'''
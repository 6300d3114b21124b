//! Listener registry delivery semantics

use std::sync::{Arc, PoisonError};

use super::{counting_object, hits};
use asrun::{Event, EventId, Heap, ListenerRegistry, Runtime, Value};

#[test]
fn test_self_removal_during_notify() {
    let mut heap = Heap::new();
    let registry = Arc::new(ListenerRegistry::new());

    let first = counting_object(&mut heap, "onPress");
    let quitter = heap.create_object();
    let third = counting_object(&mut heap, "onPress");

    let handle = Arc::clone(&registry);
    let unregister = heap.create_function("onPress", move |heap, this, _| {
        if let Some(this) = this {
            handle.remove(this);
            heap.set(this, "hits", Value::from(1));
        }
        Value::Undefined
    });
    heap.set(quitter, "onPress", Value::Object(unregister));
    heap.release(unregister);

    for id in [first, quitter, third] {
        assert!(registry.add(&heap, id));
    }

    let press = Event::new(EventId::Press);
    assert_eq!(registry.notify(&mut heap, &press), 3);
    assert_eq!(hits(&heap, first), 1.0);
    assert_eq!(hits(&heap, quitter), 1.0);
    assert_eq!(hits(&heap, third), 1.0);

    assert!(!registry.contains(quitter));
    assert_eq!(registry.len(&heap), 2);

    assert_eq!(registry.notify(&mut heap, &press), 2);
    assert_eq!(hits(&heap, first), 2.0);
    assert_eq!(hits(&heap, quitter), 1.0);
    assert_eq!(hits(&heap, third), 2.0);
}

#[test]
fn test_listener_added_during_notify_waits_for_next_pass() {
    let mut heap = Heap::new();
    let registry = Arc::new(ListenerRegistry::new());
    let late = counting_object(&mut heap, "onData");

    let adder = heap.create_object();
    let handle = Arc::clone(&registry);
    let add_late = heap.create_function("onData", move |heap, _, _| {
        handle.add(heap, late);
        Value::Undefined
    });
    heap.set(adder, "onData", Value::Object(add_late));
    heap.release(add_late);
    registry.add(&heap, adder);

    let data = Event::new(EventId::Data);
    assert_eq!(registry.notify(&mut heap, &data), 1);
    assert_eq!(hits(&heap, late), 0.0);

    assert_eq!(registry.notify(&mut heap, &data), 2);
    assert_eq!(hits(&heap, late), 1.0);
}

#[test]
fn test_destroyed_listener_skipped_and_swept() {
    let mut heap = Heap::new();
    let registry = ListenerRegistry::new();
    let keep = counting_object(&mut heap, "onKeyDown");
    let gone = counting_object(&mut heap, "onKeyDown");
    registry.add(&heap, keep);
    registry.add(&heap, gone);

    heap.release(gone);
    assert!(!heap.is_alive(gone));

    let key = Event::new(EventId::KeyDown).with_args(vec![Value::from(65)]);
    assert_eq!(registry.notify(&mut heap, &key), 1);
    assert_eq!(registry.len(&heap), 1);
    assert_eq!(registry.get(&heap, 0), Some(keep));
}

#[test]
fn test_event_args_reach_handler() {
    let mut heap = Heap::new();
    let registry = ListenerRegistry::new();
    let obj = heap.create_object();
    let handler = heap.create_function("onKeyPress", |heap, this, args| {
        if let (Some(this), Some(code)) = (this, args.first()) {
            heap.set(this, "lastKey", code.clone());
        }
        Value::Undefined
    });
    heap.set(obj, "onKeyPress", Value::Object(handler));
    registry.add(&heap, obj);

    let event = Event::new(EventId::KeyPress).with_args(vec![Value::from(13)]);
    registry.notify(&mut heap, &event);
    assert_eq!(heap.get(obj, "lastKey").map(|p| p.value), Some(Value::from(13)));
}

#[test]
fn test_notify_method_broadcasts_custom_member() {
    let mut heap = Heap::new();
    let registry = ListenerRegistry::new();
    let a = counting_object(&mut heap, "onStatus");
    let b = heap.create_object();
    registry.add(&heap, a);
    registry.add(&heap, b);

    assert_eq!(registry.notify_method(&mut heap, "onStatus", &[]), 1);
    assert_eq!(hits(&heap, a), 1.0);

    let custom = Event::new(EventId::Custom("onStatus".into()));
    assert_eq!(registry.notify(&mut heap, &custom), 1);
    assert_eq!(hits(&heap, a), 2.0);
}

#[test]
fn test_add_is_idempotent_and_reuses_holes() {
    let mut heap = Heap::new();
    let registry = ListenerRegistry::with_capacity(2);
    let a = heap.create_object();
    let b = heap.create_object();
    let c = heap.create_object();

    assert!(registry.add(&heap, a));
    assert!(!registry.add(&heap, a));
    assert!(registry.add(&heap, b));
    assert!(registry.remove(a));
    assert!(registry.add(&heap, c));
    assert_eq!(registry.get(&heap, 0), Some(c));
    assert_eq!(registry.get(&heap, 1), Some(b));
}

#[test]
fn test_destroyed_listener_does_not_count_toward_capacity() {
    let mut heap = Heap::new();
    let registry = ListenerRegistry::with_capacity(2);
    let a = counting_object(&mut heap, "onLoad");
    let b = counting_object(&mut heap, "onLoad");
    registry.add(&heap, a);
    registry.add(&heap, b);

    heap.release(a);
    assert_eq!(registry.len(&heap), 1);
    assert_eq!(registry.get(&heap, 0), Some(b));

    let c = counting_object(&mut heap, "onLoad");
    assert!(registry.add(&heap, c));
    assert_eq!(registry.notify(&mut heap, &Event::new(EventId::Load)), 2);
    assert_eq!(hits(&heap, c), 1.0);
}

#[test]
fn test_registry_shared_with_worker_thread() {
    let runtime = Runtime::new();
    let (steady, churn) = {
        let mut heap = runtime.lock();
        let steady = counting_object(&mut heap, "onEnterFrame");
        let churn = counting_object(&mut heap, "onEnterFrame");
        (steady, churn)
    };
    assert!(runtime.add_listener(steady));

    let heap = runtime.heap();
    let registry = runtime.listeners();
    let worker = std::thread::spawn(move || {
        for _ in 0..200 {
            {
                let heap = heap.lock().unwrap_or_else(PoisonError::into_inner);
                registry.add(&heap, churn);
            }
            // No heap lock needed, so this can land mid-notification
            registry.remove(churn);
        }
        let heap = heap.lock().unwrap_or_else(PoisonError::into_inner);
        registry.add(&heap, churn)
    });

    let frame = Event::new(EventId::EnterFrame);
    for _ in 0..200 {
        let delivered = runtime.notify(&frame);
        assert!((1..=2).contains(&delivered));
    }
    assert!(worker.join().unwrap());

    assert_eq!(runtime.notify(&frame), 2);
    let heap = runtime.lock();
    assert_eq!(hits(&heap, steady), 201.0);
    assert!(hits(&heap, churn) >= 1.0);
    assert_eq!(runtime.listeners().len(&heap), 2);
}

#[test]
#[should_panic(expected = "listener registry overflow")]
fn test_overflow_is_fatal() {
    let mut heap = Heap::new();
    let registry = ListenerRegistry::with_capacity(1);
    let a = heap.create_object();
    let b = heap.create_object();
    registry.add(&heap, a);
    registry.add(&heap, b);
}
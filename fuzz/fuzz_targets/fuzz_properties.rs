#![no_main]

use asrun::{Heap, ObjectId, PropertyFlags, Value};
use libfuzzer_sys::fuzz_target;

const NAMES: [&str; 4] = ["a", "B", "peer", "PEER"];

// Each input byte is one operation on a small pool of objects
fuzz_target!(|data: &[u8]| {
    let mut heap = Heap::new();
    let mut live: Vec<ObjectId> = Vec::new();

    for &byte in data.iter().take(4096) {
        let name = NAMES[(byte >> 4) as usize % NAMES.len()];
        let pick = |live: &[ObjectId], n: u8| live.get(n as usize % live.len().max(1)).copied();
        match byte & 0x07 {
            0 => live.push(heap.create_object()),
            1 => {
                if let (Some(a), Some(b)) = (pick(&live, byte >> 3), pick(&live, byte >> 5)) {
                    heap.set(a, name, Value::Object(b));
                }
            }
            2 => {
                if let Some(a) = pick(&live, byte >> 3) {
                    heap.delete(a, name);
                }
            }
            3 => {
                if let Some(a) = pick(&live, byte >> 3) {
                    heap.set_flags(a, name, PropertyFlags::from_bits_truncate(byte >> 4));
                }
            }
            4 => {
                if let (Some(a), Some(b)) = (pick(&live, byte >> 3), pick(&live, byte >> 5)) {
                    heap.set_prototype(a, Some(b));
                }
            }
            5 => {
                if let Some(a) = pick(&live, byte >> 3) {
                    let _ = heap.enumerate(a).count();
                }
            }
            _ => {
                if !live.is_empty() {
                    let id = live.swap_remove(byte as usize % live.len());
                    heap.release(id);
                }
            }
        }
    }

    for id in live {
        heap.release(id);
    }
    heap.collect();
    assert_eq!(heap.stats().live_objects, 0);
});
'''
◆ Directions: Bring together every line in the entries that holds the string "adder".

◆ Solution to the exercise:
    let adder = heap.create_object();
    heap.set(adder, "onData", Value::Object(add_late));
    registry.add(&heap, adder);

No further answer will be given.